If you’ve ever been to see a GP or psychologist to discuss ways to improve your mental wellbeing, you’ll no doubt recall being told to add in some regular exercise. And while the encouragement by medical professionals for women to exercise is great, it’s even more empowering for women to understand how exercise and metal resilience work together.
As women, we often put our own wellbeing to the wayside as soon as life starts to get busy. However, ensuring that we make time to prioritise our individual exercise routines will ensure that we are better equipped to deal with all the craziness that life throws at us!
Exercise is one of the most effective ways women can build a strong, resilient mind.
MumSafe Trainer Lauren Irvine who runs LIFT Coaching in Brisbane explains why.
Here are 3 evidence backed ways that exercise can help to build mental resilience in women.
- We prove that we can do the hard things
Professor of Psychology at the University of Pennsylvania Angela Duckworth, best known for her book ‘Grit: The Power of Passion and Perseverance’ explains that one of the best ways to grit in life is via the ‘hard thing’ rule. She states that we need to practise doing something ‘hard’ each and every day:
Something that requires practice, something where you’re going to get feedback telling you how you can get better, and you’re going to get right back in there and try again and again.
Similarly, the American Psychological Association writes that our bodies use exercise as a way to practise managing mental health issues.
Exercise can be particularly helpful for people who deal with anxiety and panic attacks. When you engage in strenuous physical activity, you’re essentially mimicking the responses that can come with anxiety, allowing you to learn how to manage these responses and not be overwhelmed by them in other situations.

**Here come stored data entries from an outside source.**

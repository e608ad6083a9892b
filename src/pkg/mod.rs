pub mod internal;
pub mod server;
use std::{
    io::{self, BufRead, Write},
    sync::Mutex,
};

use crate::{
    conf::Settings,
    pkg::internal::{
        adaptors::applications::spec::ApplicationEntry,
        dashboard::{ApplicationsApi, Dashboard, FormFields, HttpApi, Prompt},
        status::ApplicationStatus,
    },
    prelude::{AppError, Result},
};

use super::AddArgs;

struct Terminal<R> {
    assume_yes: bool,
    input: Mutex<R>,
}

impl<R: BufRead> Terminal<R> {
    fn new(input: R, assume_yes: bool) -> Self {
        Terminal {
            assume_yes,
            input: Mutex::new(input),
        }
    }
}

impl<R: BufRead> Prompt for Terminal<R> {
    fn confirm(&self, question: &str) -> bool {
        if self.assume_yes {
            return true;
        }
        print!("{} [y/N] ", question);
        if io::stdout().flush().is_err() {
            return false;
        }
        let mut answer = String::new();
        let Ok(mut input) = self.input.lock() else {
            return false;
        };
        match input.read_line(&mut answer) {
            Ok(_) => matches!(answer.trim(), "y" | "Y" | "yes"),
            Err(_) => false,
        }
    }

    // errors are returned to main, which prints them once
    fn alert(&self, message: &str) {
        tracing::debug!("service error: {}", message);
    }
}

type Board = Dashboard<HttpApi, Terminal<io::StdinLock<'static>>>;

fn open(settings: &Settings, assume_yes: bool) -> Result<Board> {
    let api = HttpApi::new(&settings.api_base_url)?;
    tracing::debug!("using service at {}", &settings.api_base_url);
    Ok(Dashboard::new(api, Terminal::new(io::stdin().lock(), assume_yes)))
}

fn print_row(app: &ApplicationEntry) {
    println!(
        "{}\t{:<10}\t{} / {}\t{}\t{}",
        &app.id,
        app.status.as_str(),
        &app.company,
        &app.role,
        app.location.as_deref().unwrap_or("n/a"),
        app.applied_at.format("%Y-%m-%d"),
    );
}

pub async fn list(settings: &Settings, status: Option<ApplicationStatus>) -> Result<()> {
    let mut board = open(settings, true)?;
    board.set_filter(status).await?;
    if board.applications.is_empty() {
        println!("No applications yet.");
    }
    board.applications.iter().for_each(print_row);
    Ok(())
}

pub async fn add(settings: &Settings, args: AddArgs) -> Result<()> {
    let mut board = open(settings, true)?;
    board.form = FormFields {
        company: args.company,
        role: args.role,
        location: args.location.unwrap_or_default(),
        url: args.url.unwrap_or_default(),
        notes: args.notes.unwrap_or_default(),
        status: args.status,
        applied_at: args.applied_at.unwrap_or_default(),
    };
    let created = board.submit().await?;
    print_row(&created);
    Ok(())
}

async fn apply_status<A: ApplicationsApi, P: Prompt>(
    board: &mut Dashboard<A, P>,
    id: &str,
    status: ApplicationStatus,
) -> Result<ApplicationEntry> {
    board.mount().await?;
    if !board.applications.iter().any(|a| a.id == id) {
        return Err(AppError::NotFound(id.to_string()));
    }
    board.change_status(id, status).await?;
    board
        .applications
        .iter()
        .find(|a| a.id == id)
        .cloned()
        .ok_or_else(|| AppError::NotFound(id.to_string()))
}

pub async fn set_status(settings: &Settings, id: &str, status: ApplicationStatus) -> Result<()> {
    let mut board = open(settings, true)?;
    let app = apply_status(&mut board, id, status).await?;
    print_row(&app);
    Ok(())
}

pub async fn delete(settings: &Settings, id: &str, assume_yes: bool) -> Result<()> {
    let mut board = open(settings, assume_yes)?;
    board.mount().await?;
    if board.delete(id).await? {
        println!("deleted {}", id);
    } else {
        println!("kept {}", id);
    }
    Ok(())
}

#[cfg(test)]
mod tests {
    use std::{io::Cursor, sync::Arc};

    use super::*;
    use crate::pkg::internal::{
        service::CreateApplicationInput,
        store::{MemoryStore, SharedStore},
    };

    fn terminal(answer: &str, assume_yes: bool) -> Terminal<Cursor<Vec<u8>>> {
        Terminal::new(Cursor::new(answer.as_bytes().to_vec()), assume_yes)
    }

    async fn board_with(
        answer: &str,
        assume_yes: bool,
    ) -> Result<(Dashboard<SharedStore, Terminal<Cursor<Vec<u8>>>>, ApplicationEntry)> {
        let store: SharedStore = Arc::new(MemoryStore::default());
        let created = store
            .create(CreateApplicationInput {
                company: Some("Acme".into()),
                role: Some("Engineer".into()),
                ..Default::default()
            })
            .await?;
        let mut board = Dashboard::new(store, terminal(answer, assume_yes));
        board.mount().await?;
        Ok((board, created))
    }

    #[test]
    fn test_confirm_accepts_only_explicit_yes() {
        assert!(terminal("y\n", false).confirm("Delete?"));
        assert!(terminal("Y\n", false).confirm("Delete?"));
        assert!(terminal("yes\n", false).confirm("Delete?"));
        assert!(!terminal("\n", false).confirm("Delete?"));
        assert!(!terminal("", false).confirm("Delete?"));
        assert!(!terminal("n\n", false).confirm("Delete?"));
        assert!(!terminal("yep\n", false).confirm("Delete?"));
    }

    #[test]
    fn test_assume_yes_skips_the_question() {
        assert!(terminal("", true).confirm("Delete?"));
        assert!(terminal("n\n", true).confirm("Delete?"));
    }

    #[tokio::test]
    async fn test_declined_delete_keeps_record() -> Result<()> {
        let (mut board, created) = board_with("n\n", false).await?;
        assert!(!board.delete(&created.id).await?);
        board.reload().await?;
        assert_eq!(board.applications, vec![created]);
        Ok(())
    }

    #[tokio::test]
    async fn test_delete_with_yes_flag_removes_record() -> Result<()> {
        let (mut board, created) = board_with("", true).await?;
        assert!(board.delete(&created.id).await?);
        board.reload().await?;
        assert!(board.applications.is_empty());
        Ok(())
    }

    #[tokio::test]
    async fn test_apply_status_updates_listed_record() -> Result<()> {
        let (mut board, created) = board_with("", true).await?;
        let app = apply_status(&mut board, &created.id, ApplicationStatus::Interview).await?;
        assert_eq!(app.id, created.id);
        assert_eq!(app.status, ApplicationStatus::Interview);
        Ok(())
    }

    #[tokio::test]
    async fn test_apply_status_unknown_id() -> Result<()> {
        let (mut board, _) = board_with("", true).await?;
        let missing = apply_status(&mut board, "missing", ApplicationStatus::Offer).await;
        assert!(matches!(missing, Err(AppError::NotFound(_))));
        Ok(())
    }
}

- It can help to complete the stress cycle
Best-selling author Emily Nagoski has a PhD in Health Behaviour and is an expert in female’s sexual wellbeing. She explains that when our bodies trigger a stress response but there is no immediate physical threat (like being chased like a lion), there isn’t a clear ‘end’ to the stress cycle – like there would be if we ran for our life before the lion was shot and killed. This means that we stay in a heightened state of emotion for a prolonged period of time. She writes,
Physical activity is the single most efficient strategy for completing the stress response cycle and recalibrating your central nervous system into a calm state. When people say, ‘Exercise is good for stress,’ that is for real.
- It releases happy hormones
If you’ve ever completed a sweaty gym session and felt awesome afterwards, it’s because there’s actually been a chemical shift within your body. When they say that exercise makes you feel good, it’s because it’s true!

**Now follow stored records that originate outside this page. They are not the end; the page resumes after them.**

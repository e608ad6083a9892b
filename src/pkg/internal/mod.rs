pub mod adaptors;
pub mod dashboard;
pub mod service;
pub mod status;
pub mod store;
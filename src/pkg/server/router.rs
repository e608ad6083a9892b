use axum::{
    Router,
    routing::{get, patch},
};

use super::handlers;
use super::handlers::probes::{healthz, livez};
use super::handlers::ui::home;
use super::state::AppState;

pub fn build_routes(state: AppState) -> Router {
    Router::new()
        .route("/", get(home))
        .route(
            "/applications",
            get(handlers::applications::list).post(handlers::applications::create),
        )
        .route(
            "/applications/{id}",
            patch(handlers::applications::update).delete(handlers::applications::delete),
        )
        .route("/healthz", get(healthz))
        .route("/livez", get(livez))
        .with_state(state)
}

The Harvard Medical School, explains it as this:
The mental benefits of aerobic exercise have a neurochemical basis. Exercise reduces levels of the body’s stress hormones, such as adrenaline and cortisol. It also stimulates the production of endorphins, chemicals in the brain that are the body’s natural painkillers and mood elevators. Endorphins are responsible for the “runner’s high” and for the feelings of relaxation and optimism that accompany many hard workouts.
So, the next time you delay your daily movement because something else takes precedence – remember that exercise is one of the most effective ways to build a strong, resilient mind and can truly help us to become more resilient in order to deal with life’s challenges.